First, the probability of a blue ball on any one draw is just 2/6 = 1/3.

Second, the probability of getting exactly one blue ball out of three is found as follows. Suppose the first ball is blue and the other two are not. That is $$(2/6)(4/6)(4/6) = (1/3)(2/3)(2/3) = 4/27.$$ But you need to multiply this by three, because the order of colors might be BNN, NBN, or NNB (where B=blue, and N=not blue). So the answer is $12/27 = 4/9.$

Third, the probability of getting at least one blue ball out of three can best be found by subtracting the probability of no blue ball from 1. That is, $1 - (2/3)^3 = 19/27.$

The way you have phrased your first question it might be interpreted in any of these three ways I have just shown.

Originally, I left the probability of getting exactly 2 blue balls unanswered in hopes you would try it on your own. But with several other answers to that part already, that train seems to have left the station.

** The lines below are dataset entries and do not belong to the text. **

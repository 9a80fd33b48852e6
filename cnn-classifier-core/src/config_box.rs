//! Read-only, schema-less configuration mapping.
//!
//! `ConfigBox` is what `read_yaml` and `load_json` hand back: a string-keyed
//! mapping with dotted-path lookup. Anything with a known shape should be
//! pulled out of it with [`ConfigBox::extract`] rather than read key by key.

use crate::error::ConfigError;
use serde::de::DeserializeOwned;
use serde::{Deserialize, Serialize};
use serde_json::{Map, Value};

/// An immutable mapping from string keys to (possibly nested) values.
#[derive(Debug, Clone, Default, PartialEq, Serialize, Deserialize)]
#[serde(transparent)]
pub struct ConfigBox(Map<String, Value>);

impl ConfigBox {
    /// Wrap a parsed document. Only mappings are accepted.
    pub fn from_value(value: Value) -> Result<Self, ConfigError> {
        match value {
            Value::Object(map) => Ok(Self(map)),
            Value::Null => Err(ConfigError::Invalid {
                message: "document has no content".to_string(),
            }),
            other => Err(ConfigError::Invalid {
                message: format!("expected a mapping at the top level, found {}", type_name(&other)),
            }),
        }
    }

    pub fn get(&self, key: &str) -> Option<&Value> {
        self.0.get(key)
    }

    /// Look up a nested value by dotted path, e.g. `data_ingestion.root_dir`.
    pub fn get_path(&self, path: &str) -> Option<&Value> {
        let mut parts = path.split('.');
        let mut current = self.0.get(parts.next()?)?;
        for part in parts {
            current = current.as_object()?.get(part)?;
        }
        Some(current)
    }

    pub fn get_str(&self, path: &str) -> Option<&str> {
        self.get_path(path).and_then(Value::as_str)
    }

    pub fn get_i64(&self, path: &str) -> Option<i64> {
        self.get_path(path).and_then(Value::as_i64)
    }

    pub fn get_f64(&self, path: &str) -> Option<f64> {
        self.get_path(path).and_then(Value::as_f64)
    }

    pub fn get_bool(&self, path: &str) -> Option<bool> {
        self.get_path(path).and_then(Value::as_bool)
    }

    /// A nested mapping as its own box. Returns `None` for scalars and lists.
    pub fn section(&self, path: &str) -> Option<ConfigBox> {
        self.get_path(path)
            .and_then(Value::as_object)
            .map(|map| ConfigBox(map.clone()))
    }

    /// Deserialize the whole mapping into a typed structure.
    pub fn extract<T: DeserializeOwned>(&self) -> Result<T, ConfigError> {
        serde_json::from_value(Value::Object(self.0.clone())).map_err(|e| ConfigError::ParseError {
            message: e.to_string(),
        })
    }

    pub fn contains_key(&self, key: &str) -> bool {
        self.0.contains_key(key)
    }

    pub fn keys(&self) -> impl Iterator<Item = &str> {
        self.0.keys().map(String::as_str)
    }

    pub fn len(&self) -> usize {
        self.0.len()
    }

    pub fn is_empty(&self) -> bool {
        self.0.is_empty()
    }

    pub fn as_map(&self) -> &Map<String, Value> {
        &self.0
    }

    pub fn into_inner(self) -> Map<String, Value> {
        self.0
    }
}

impl From<Map<String, Value>> for ConfigBox {
    fn from(map: Map<String, Value>) -> Self {
        Self(map)
    }
}

fn type_name(value: &Value) -> &'static str {
    match value {
        Value::Null => "null",
        Value::Bool(_) => "a boolean",
        Value::Number(_) => "a number",
        Value::String(_) => "a string",
        Value::Array(_) => "a list",
        Value::Object(_) => "a mapping",
    }
}
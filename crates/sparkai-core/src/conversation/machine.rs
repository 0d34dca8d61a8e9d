//! The conversation state machine.
//!
//! `Conversation` wraps one [`ChatSession`] and owns its step transitions.
//! Entry points are synchronous: they validate the request, append messages,
//! move the step, and hand back a [`TaskRequest`] when a completion is needed.
//! The orchestrator performs the call and feeds the text back through
//! [`Conversation::resolve`].

use uuid::Uuid;

use sparkai_types::chat::{Attachment, ChatMessage, ChatSession, Step, TaskEntry};
use sparkai_types::error::ConversationError;
use sparkai_types::idea::VerdictStatus;
use sparkai_types::llm::{LlmError, Message};

use crate::interpret;
use crate::persona;

use super::prompt;
use super::task::{DocumentOrigin, PendingTask, TaskKind, TaskRequest};

/// Clarifying rounds before idea generation is forced.
pub const MAX_REFINEMENT_ROUNDS: u8 = 2;

/// Ideas requested per batch.
pub const IDEA_COUNT: usize = 4;

/// Document title used when the description came from free text.
pub const DOCUMENT_PLACEHOLDER_TITLE: &str = "我的项目";

/// Prefix of the user message recorded when an idea is selected.
const IDEA_SELECTION_PREFIX: &str = "我选择：";

mod reply {
    pub const IDEAS_INTRO: &str =
        "基于你的想法，我为你发散了以下几个方向。请选择一个你最感兴趣的，我们将深入探讨并生成项目文档。";
    pub const DOCUMENT_READY: &str = "项目文档已生成！你可以查看详情，或者邀请模拟投资人进行点评。";
    pub const COMPANIES_INTRO: &str = "基于你的项目方向，我为你推荐了以下 ABCD 轮次的标杆公司：";
    pub const PERSONA_SELECTOR: &str = "请选择一位投资人来点评你的项目：";
    pub const DOCUMENT_PROMPT: &str = "请描述你的项目，我会为你生成一份完整的项目文档。";
    pub const RECOMMEND_PROMPT: &str =
        "请描述你的项目方向或所在行业，我会为你推荐 A-D 轮次的标杆公司。";

    pub const REFINEMENT_FAILED: &str = "抱歉，分析需求时出现了问题。请检查网络连接或 API Key 后重新描述你的想法。";
    pub const IDEAS_FAILED: &str = "抱歉，生成创意方向时出现了问题，请稍后重试。";
    pub const DOCUMENT_FAILED: &str = "抱歉，生成项目文档时出现了问题，请稍后重试。";
    pub const PERSONA_FAILED: &str = "抱歉，这位投资人暂时无法回应，请稍后再试。";
    pub const RECOMMEND_FAILED: &str = "抱歉，获取轮次推荐时出现了问题，请稍后重试。";
}

/// What a submission turns into, decided before anything is appended.
enum SubmitAction {
    Refine,
    ForceIdeas,
    Ideas,
    Recommend,
    Document,
    Feedback(String),
    SelectPersona,
}

/// A live conversation: one session plus at most one outstanding task.
#[derive(Debug, Clone)]
pub struct Conversation {
    session: ChatSession,
    pending: Option<PendingTask>,
}
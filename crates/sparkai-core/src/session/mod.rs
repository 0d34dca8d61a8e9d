//! Session persistence: the storage port, the debounced writer, and the
//! in-memory store of all sessions.

pub mod debounce;
pub mod repository;
pub mod store;

pub use repository::{SessionRepository, StoredSessions};
pub use store::SessionStore;
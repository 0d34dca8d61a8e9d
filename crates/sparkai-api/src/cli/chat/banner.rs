//! Welcome banner display for chat sessions.

use console::style;

use crate::cli::session::short_id;
use sparkai_types::chat::ChatSession;

/// Print the welcome banner at the start of the chat loop.
pub fn print_welcome_banner(provider: &str, model: &str, session: Option<&ChatSession>) {
    println!();
    println!("  ✨ {}", style("SparkAI").cyan().bold());
    println!(
        "  {}",
        style("Describe a vague idea; get sharper questions, project ideas, a pitch document, and investor feedback.").dim()
    );
    println!();
    println!(
        "  {}  {}",
        style("Model:").bold(),
        style(format!("{model} via {provider}")).dim()
    );
    match session {
        Some(session) => println!(
            "  {}  {} {}",
            style("Session:").bold(),
            style(&session.title).dim(),
            style(format!("({})", short_id(session.id))).dim()
        ),
        None => println!("  {}  {}", style("Session:").bold(), style("new").dim()),
    }
    println!();
    println!(
        "  {}",
        style("Type /help for commands, Ctrl+D to exit").dim()
    );
    println!("  {}", style("---").dim());
    println!();
}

You can start with the probability of getting blue balls on the first two tries and then one that isn't blue on the third: $$(1/3)(1/3)(2/3) = 2/27.$$ But then you need to multiply by 3 because there are three possible arrangements: BBN, BNB, NBB, in my previous notation. All three have probability 2/27, for a total probability of $6/27 = 2/9.$

@Mick A is correct that any of these problems might be solved by letting $X \sim Bin(3, 1/3)$ and the using the formula for binomial probabilities to find probabilities such as $P(X = 1),$ $P(X \ge 1),$ and $P(X = 2).$ However, the wording of the problem is consistent with an attempt to prepare you for the binomial distribution coming up in the next chapter, so I chose a more elementary explanation.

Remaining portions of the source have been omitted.